## Directions for this task
Reproduce verbatim the line where "Ok(replies)" occurs, along with all following lines down to the last line of the data.

Recorded data
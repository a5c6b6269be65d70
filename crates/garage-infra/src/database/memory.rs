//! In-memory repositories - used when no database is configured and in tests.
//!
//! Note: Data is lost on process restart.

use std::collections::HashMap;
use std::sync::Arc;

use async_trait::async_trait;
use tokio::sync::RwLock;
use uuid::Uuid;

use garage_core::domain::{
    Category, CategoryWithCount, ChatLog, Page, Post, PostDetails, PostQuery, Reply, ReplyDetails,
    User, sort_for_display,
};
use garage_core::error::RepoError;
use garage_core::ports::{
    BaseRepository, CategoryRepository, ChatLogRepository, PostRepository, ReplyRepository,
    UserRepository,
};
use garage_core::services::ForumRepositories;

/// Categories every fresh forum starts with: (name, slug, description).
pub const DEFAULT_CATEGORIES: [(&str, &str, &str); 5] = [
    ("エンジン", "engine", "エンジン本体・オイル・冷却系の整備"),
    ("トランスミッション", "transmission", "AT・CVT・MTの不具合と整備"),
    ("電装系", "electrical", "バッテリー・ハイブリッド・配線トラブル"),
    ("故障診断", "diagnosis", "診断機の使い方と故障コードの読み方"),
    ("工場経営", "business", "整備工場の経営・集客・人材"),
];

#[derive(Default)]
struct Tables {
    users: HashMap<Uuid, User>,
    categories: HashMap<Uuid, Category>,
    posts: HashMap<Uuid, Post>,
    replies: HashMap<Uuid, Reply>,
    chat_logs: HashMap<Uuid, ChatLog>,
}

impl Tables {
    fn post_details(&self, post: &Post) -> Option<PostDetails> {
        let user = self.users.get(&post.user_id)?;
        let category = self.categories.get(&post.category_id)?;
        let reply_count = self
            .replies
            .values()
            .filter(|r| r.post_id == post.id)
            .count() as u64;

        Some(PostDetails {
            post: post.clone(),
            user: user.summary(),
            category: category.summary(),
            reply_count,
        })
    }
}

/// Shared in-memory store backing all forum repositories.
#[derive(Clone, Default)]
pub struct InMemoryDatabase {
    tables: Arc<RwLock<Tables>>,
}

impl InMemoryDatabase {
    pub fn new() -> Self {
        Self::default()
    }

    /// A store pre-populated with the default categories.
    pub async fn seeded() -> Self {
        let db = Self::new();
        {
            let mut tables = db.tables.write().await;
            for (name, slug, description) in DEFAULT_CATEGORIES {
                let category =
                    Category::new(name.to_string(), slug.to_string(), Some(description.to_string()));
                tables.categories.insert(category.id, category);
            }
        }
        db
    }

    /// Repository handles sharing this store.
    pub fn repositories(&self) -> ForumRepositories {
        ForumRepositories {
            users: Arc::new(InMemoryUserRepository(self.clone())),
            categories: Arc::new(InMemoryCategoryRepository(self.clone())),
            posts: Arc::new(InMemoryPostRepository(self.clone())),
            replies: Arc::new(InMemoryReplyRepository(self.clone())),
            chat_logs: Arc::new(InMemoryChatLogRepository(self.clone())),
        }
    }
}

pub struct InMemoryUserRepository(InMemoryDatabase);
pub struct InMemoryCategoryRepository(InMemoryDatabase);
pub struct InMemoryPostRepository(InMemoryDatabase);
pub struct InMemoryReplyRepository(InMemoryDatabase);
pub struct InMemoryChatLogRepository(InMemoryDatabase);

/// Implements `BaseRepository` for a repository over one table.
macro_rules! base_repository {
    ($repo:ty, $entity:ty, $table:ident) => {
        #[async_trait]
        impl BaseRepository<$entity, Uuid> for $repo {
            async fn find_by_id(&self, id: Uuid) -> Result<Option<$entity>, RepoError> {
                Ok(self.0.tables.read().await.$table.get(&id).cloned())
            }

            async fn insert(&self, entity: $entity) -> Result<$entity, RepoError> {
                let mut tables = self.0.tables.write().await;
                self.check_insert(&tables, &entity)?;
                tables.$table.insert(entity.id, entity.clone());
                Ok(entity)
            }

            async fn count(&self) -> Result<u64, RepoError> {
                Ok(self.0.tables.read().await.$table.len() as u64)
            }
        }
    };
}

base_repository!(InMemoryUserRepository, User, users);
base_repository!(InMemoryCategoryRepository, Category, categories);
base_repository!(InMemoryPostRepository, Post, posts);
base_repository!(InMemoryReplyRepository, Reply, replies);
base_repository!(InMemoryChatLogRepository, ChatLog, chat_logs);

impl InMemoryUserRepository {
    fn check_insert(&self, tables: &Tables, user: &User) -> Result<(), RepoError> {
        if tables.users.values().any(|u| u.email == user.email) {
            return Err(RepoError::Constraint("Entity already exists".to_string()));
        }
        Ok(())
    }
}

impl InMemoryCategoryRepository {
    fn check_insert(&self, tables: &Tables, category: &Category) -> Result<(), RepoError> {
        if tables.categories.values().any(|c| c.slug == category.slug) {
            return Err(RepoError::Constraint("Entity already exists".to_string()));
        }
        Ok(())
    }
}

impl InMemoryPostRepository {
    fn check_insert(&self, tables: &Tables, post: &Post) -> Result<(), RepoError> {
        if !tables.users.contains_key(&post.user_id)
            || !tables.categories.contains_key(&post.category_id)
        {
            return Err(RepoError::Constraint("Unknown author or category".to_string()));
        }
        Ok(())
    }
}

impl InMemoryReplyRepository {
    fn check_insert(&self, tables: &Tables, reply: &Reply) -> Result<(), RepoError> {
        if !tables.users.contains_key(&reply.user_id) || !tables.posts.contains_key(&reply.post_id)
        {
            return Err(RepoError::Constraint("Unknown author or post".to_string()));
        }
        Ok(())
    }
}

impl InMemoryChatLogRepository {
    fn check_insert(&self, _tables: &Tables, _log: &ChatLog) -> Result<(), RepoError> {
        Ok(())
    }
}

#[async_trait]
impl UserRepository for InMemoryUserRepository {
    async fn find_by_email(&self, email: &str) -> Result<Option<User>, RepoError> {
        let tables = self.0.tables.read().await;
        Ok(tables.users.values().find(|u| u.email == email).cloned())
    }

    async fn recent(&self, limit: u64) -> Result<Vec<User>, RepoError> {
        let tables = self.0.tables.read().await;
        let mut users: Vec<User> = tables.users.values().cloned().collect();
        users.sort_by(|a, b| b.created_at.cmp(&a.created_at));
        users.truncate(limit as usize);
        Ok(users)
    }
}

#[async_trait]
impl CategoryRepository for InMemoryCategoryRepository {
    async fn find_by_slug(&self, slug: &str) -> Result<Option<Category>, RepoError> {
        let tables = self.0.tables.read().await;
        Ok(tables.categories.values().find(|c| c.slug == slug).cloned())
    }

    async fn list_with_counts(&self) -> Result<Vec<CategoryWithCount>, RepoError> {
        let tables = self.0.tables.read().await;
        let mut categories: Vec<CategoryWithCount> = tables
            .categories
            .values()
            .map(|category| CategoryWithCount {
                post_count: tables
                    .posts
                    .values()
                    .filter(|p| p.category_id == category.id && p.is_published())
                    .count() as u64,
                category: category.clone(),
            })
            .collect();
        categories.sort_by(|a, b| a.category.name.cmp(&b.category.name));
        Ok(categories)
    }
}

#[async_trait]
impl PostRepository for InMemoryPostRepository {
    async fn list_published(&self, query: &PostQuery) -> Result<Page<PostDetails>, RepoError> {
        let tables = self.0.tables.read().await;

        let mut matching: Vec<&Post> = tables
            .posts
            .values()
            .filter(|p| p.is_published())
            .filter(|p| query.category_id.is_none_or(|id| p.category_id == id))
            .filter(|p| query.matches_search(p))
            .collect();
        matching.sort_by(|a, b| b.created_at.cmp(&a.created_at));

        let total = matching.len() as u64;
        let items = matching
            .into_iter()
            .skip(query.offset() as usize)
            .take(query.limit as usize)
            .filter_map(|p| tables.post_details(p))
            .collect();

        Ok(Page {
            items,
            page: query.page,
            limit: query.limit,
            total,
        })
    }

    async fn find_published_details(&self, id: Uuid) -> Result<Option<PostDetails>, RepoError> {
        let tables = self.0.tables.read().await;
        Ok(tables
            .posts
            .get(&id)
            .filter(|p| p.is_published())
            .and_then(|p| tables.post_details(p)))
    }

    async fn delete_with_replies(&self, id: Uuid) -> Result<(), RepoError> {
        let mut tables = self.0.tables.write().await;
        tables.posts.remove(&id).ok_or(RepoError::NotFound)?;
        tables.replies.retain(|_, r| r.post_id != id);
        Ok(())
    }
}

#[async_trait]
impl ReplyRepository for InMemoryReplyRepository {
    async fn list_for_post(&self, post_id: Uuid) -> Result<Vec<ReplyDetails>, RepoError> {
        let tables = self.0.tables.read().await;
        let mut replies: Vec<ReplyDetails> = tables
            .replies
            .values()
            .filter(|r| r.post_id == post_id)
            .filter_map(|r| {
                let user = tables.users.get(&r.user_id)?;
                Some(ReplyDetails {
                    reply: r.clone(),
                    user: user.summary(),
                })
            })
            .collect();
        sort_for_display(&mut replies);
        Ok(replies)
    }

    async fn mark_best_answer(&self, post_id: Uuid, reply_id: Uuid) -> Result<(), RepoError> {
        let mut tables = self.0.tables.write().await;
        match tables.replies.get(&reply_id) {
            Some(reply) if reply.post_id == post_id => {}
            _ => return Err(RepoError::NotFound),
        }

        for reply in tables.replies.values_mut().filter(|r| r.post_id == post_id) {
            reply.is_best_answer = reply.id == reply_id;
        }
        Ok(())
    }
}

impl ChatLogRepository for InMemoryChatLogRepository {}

## Reply
        Ok(replies)
    }

    async fn mark_best_answer(&self, post_id: Uuid, reply_id: Uuid) -> Result<(), RepoError> {
        let mut tables = self.0.tables.write().await;
        match tables.replies.get(&reply_id) {
            Some(reply) if reply.post_id == post_id => {}
            _ => return Err(RepoError::NotFound),
        }

        for reply in tables.replies.values_mut().filter(|r| r.post_id == post_id) {
            reply.is_best_answer = reply.id == reply_id;
        }
        Ok(())
    }
}

impl ChatLogRepository for InMemoryChatLogRepository {}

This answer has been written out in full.